Two days before the United States exceeded four million cases and 143,800 deaths on Thursday, Trump had acknowledged that the situation “will worsen before it improves.”

But in Arizona there is hope: The number of new cases in this neighboring state of California reached 20,000 last week, 11 percent less than the previous week, according to official statistics. 

“Things are getting better,” said Matthew Heinz, a physician at a Tucson hospital, who defends the use of face masks, on Thursday. 

“Many more people wear masks compared to a month ago,” he told the AFP agency. Hospitalizations there have decreased since June. 


Contagion intensity decreases in the US


Although the epidemic is far from contained in the United States, the number of infections increased 7 percent in one week, compared to 20 percent in the previous weeks.

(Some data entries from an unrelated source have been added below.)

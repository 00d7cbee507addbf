//! Block extension trait.
//!
//! Block extensions are recognized only at structural boundaries: the scan
//! offers them the remaining input at each line start outside code fences.

use super::{BlockToken, InlineHost};

/// A pluggable block syntax extension.
///
/// Same probe/recognize/render contract as
/// [`InlineExtension`](super::InlineExtension), except `recognize` is only
/// offered input beginning at a line start and may consume multiple lines.
/// The returned `raw` must stop short of content belonging to the next
/// structural element (trailing blank lines, a following construct).
pub trait BlockExtension: Send + Sync {
    /// Unique extension name.
    fn name(&self) -> &'static str;

    /// Earliest offset at which this construct could possibly start, or
    /// `None` when the text cannot contain it at all. The block scan only
    /// consults `recognize` at line starts this reported, so it may
    /// over-report but must never under-report.
    fn probe(&self, text: &str) -> Option<usize>;

    /// Attempt a strict match anchored at the start of `text`.
    fn recognize<'a>(&self, text: &'a str) -> Option<BlockToken<'a>>;

    /// Render a token this extension produced to an HTML block.
    fn render(&self, token: &BlockToken<'_>, host: &dyn InlineHost) -> String;
}
//! Admonition call-outs: `!!! kind [title]` followed by a body.

use super::{AdmonitionKind, BlockData, BlockExtension, BlockToken, InlineHost};

/// Block extension for `!!!` call-out boxes.
///
/// The header line is `!!!`, optional spaces, a strict lowercase kind
/// keyword (`note`, `info`, `warning`, `danger`, `greentext`), and an
/// optional free-text title. The body is every following line up to (and
/// not including) the first blank line, the next `!!!` line, or end of
/// input. An unknown keyword fails the whole match and the text falls back
/// to the host grammar.
///
/// Renders a classed `<div>` with an icon, a title line, and the body;
/// title and body are re-parsed as inline markdown through the host.
pub struct Admonition;

impl BlockExtension for Admonition {
    fn name(&self) -> &'static str {
        "admonition"
    }

    fn probe(&self, text: &str) -> Option<usize> {
        text.find("!!!")
    }

    fn recognize<'a>(&self, text: &'a str) -> Option<BlockToken<'a>> {
        let header_end = text.find('\n').unwrap_or(text.len());
        let header = &text[..header_end];

        let after_marker = header.strip_prefix("!!!")?;
        let rest = after_marker.trim_start_matches([' ', '\t']);

        let keyword_len = rest
            .find(|c: char| c == ' ' || c == '\t')
            .unwrap_or(rest.len());
        let kind: AdmonitionKind = rest[..keyword_len].parse().ok()?;

        let title = rest[keyword_len..].trim();
        let title = if title.is_empty() { None } else { Some(title) };

        // Body: full lines until a blank line, the next `!!!` header, or
        // end of input. The terminator is left unconsumed.
        let body_start = header_end + 1;
        let mut body_end = body_start;
        let mut pos = body_start;
        while pos < text.len() {
            let line_end = text[pos..].find('\n').map_or(text.len(), |i| pos + i);
            let line = &text[pos..line_end];
            if line.is_empty() || line.starts_with("!!!") {
                break;
            }
            body_end = line_end;
            if line_end == text.len() {
                break;
            }
            pos = line_end + 1;
        }

        let (body, raw_end) = if header_end < text.len() && body_end > body_start {
            (text[body_start..body_end].trim(), body_end)
        } else {
            ("", header_end)
        };

        Some(BlockToken {
            raw: &text[..raw_end],
            data: BlockData::Admonition { kind, title, body },
        })
    }

    fn render(&self, token: &BlockToken<'_>, host: &dyn InlineHost) -> String {
        let BlockData::Admonition { kind, title, body } = token.data;
        let title_html = host.render_inline(title.unwrap_or_else(|| kind.default_title()));
        let body_html = host.render_inline(body);
        format!(
            r#"<div class="admonition admonition-{kind}"><p class="admonition-title">{icon} {title_html}</p><p>{body_html}</p></div>"#,
            icon = kind.icon(),
        )
    }
}
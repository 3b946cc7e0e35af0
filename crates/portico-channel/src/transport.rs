//! Transport collaborator
//!
//! The channel runs over a persistent, message-framed, full-duplex
//! connection (a websocket in the original deployment). Framing is the
//! transport's job: one `send_frame` produces exactly one frame on the
//! wire, one `recv_frame` yields exactly one complete inbound frame.

use async_trait::async_trait;
use bytes::Bytes;

/// A connected, message-framed duplex transport.
///
/// `close` must make a concurrently blocked `recv_frame` return an error
/// promptly; it is the only way to interrupt the receive loop.
#[async_trait]
pub trait Transport: Send + Sync {
    /// Send one complete frame
    async fn send_frame(&self, frame: Bytes) -> std::io::Result<()>;

    /// Receive one complete frame
    async fn recv_frame(&self) -> std::io::Result<Bytes>;

    /// Close the connection, unblocking any pending receive
    async fn close(&self) -> std::io::Result<()>;
}

/// Dials a transport to a stream URL obtained from the control plane
#[async_trait]
pub trait TransportConnector: Send + Sync {
    /// The transport type produced by this connector
    type Transport: Transport;

    /// Connect to the given stream URL
    async fn connect(&self, url: &str) -> std::io::Result<Self::Transport>;
}
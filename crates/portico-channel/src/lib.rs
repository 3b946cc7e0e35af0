//! portico-channel: Client data channel for Portico managed sessions
//!
//! Opens a duplex, sequence-numbered message channel to a remote
//! managed-session endpoint over a caller-supplied transport and relays
//! interactive terminal or port-forwarding byte streams across it.
//!
//! # Collaborators
//!
//! The control plane (session creation, auth) and the transport (dial,
//! TLS, frame delivery) live behind the [`SessionBroker`] and
//! [`Transport`]/[`TransportConnector`] traits; this crate owns only the
//! protocol engine between them.

pub mod broker;
pub mod channel;
pub mod error;
pub mod transport;

pub use broker::{BrokerError, SessionBroker, SessionCredentials, SessionParams};
pub use channel::{ChannelState, DataChannel, Inbound, TRANSPORT_CHUNK_SIZE};
pub use error::ChannelError;
pub use transport::{Transport, TransportConnector};
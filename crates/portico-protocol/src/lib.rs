//! portico-protocol: Wire protocol for Portico managed-session channels
//!
//! This crate defines the binary envelope format, JSON payload bodies, and
//! handshake negotiation used by the client data channel to talk to a
//! remote managed-session endpoint.

pub mod envelope;
pub mod error;
pub mod handshake;
pub mod payload;

pub use envelope::{AgentMessage, Flag, MessageType, PayloadType, HEADER_SIZE, SCHEMA_VERSION};
pub use error::ProtocolError;
pub use handshake::{build_handshake_response, CLIENT_VERSION};
pub use payload::{
    AcknowledgePayload, ActionStatus, ActionType, ChannelClosedPayload, HandshakeRequestPayload,
    HandshakeResponsePayload, OpenChannelRequest, ProcessedClientAction, RequestedClientAction,
    SessionControlFlag, SizePayload, MESSAGE_SCHEMA_VERSION,
};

And epidemic models predict, on average, a spike in the next four weeks, according to Nicholas Reich of the University of Massachusetts, who works with projections from about 20 research centers.

“The models respond to the slowdown seen in the increase in the number of cases last week,” the biostatistician told AFP. 

Reich says he cannot assure that a tipping point has been reached, because in places like Texas and Florida people have to queue for hours to undergo a diagnostic test, and the results report takes three, four, or seven days, which hinders real-time monitoring. 

The stabilization “is undoubtedly due in part to the test bottlenecks,” says the expert.


Death toll is approaching

The scientific consensus is that the wave of deaths follows that of infections in three to four weeks. The case curve began to increase again in mid-June, and the death curve rose moderately from the beginning of July with no signs of slowing down, reaching 1,000 deaths per day in the last two days.

Texas, California, Alabama and Idaho announced record 24-hour death records on Wednesday (California also had a record of infections). Florida did so on Thursday, reporting 173 deaths. 

It is difficult to predict how far deaths will go, as mortality is not as high as at the start of the pandemic. Currently, two drugs have been shown to be effective as hospitals use less ventilators and patients are younger.

“But, as in April, stabilization will not be enough: the goal is to eliminate it, not just mitigate it,” Thomas Tsai, a Harvard doctor and researcher, told AFP.

Tsai is concerned to see which other regions will show increases, such as Missouri. Mississippi and Puerto Rico are also booming. 

The mistake of the United States was to skip stages of lack of confidence in May and to have resumed activities too quickly, before the contagion curve had completely fallen, as in Europe.

If a turning point is really reached this summer, Tsai insists that the country will have to continue with physical distancing, the use of face masks, and a proactive testing, contact location, and isolation policy, which were neglected in late spring. Boreal.